BEGIN Supplied information

pub mod bar;
pub mod indicator;
pub mod loader;
pub mod provider;
pub mod writer;

pub use bar::{closes, Bar};
pub use indicator::attach_relative_strength;
pub use loader::load_csv;
pub use provider::{CsvDataProvider, DataProvider};
pub use writer::{write_equity_csv, write_metrics_json, write_trades_csv};
use crate::data::bar::Bar;
use crate::error::ValidationError;

//computes relative return strength (asset close / benchmark close) for each asset bar
//each asset bar is matched to the latest benchmark bar at or before its timestamp
//asset bars that precede the whole benchmark series are dropped
//benchmark timestamps must be strictly increasing; asset order is checked by the simulator
pub fn attach_relative_strength(
    asset: &[Bar],
    benchmark: &[Bar],
) -> Result<Vec<Bar>, ValidationError> {
    if asset.is_empty() {
        return Err(ValidationError::EmptySeries { series: "asset" });
    }
    if benchmark.is_empty() {
        return Err(ValidationError::EmptySeries {
            series: "benchmark",
        });
    }

    if let Some(offset) = benchmark
        .windows(2)
        .position(|w| w[1].timestamp <= w[0].timestamp)
    {
        return Err(ValidationError::NonMonotonic { index: offset + 1 });
    }

    let mut merged = Vec::with_capacity(asset.len());
    let mut cursor = 0;
    let mut matched: Option<usize> = None;

    for bar in asset {
        //advance to the last benchmark bar not after this asset bar
        while cursor < benchmark.len() && benchmark[cursor].timestamp <= bar.timestamp {
            matched = Some(cursor);
            cursor += 1;
        }

        let Some(index) = matched else {
            continue;
        };

        let reference = benchmark[index].close;
        if !(reference.is_finite() && reference > 0.0) {
            return Err(ValidationError::InvalidField {
                field: "close",
                index,
                reason: format!("benchmark close must be positive, got {}", reference),
            });
        }

        merged.push(bar.clone().with_indicator(bar.close / reference));
    }

    let dropped = asset.len() - merged.len();
    if dropped > 0 {
        tracing::debug!(dropped, "asset bars without a benchmark match were dropped");
    }

    Ok(merged)
}
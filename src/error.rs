use thiserror::Error;

//input validation failures; any of these aborts the whole run
#[derive(Error, Debug, Clone, PartialEq)]
pub enum ValidationError {
    #[error("{series} series is empty")]
    EmptySeries { series: &'static str },

    #[error("missing required field '{field}' at bar {index}")]
    MissingField { field: &'static str, index: usize },

    #[error("invalid value for '{field}' at bar {index}: {reason}")]
    InvalidField {
        field: &'static str,
        index: usize,
        reason: String,
    },

    #[error("misaligned input: {bars} bars but {actions} actions")]
    Misaligned { bars: usize, actions: usize },

    #[error("timestamps not strictly increasing at bar {index}")]
    NonMonotonic { index: usize },

    #[error("invalid configuration '{field}': {reason}")]
    InvalidConfig { field: &'static str, reason: String },
}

END Supplied information

Directions:
Only a number is wanted here: the count of lines above that hold the word "provider".

Task solution:
2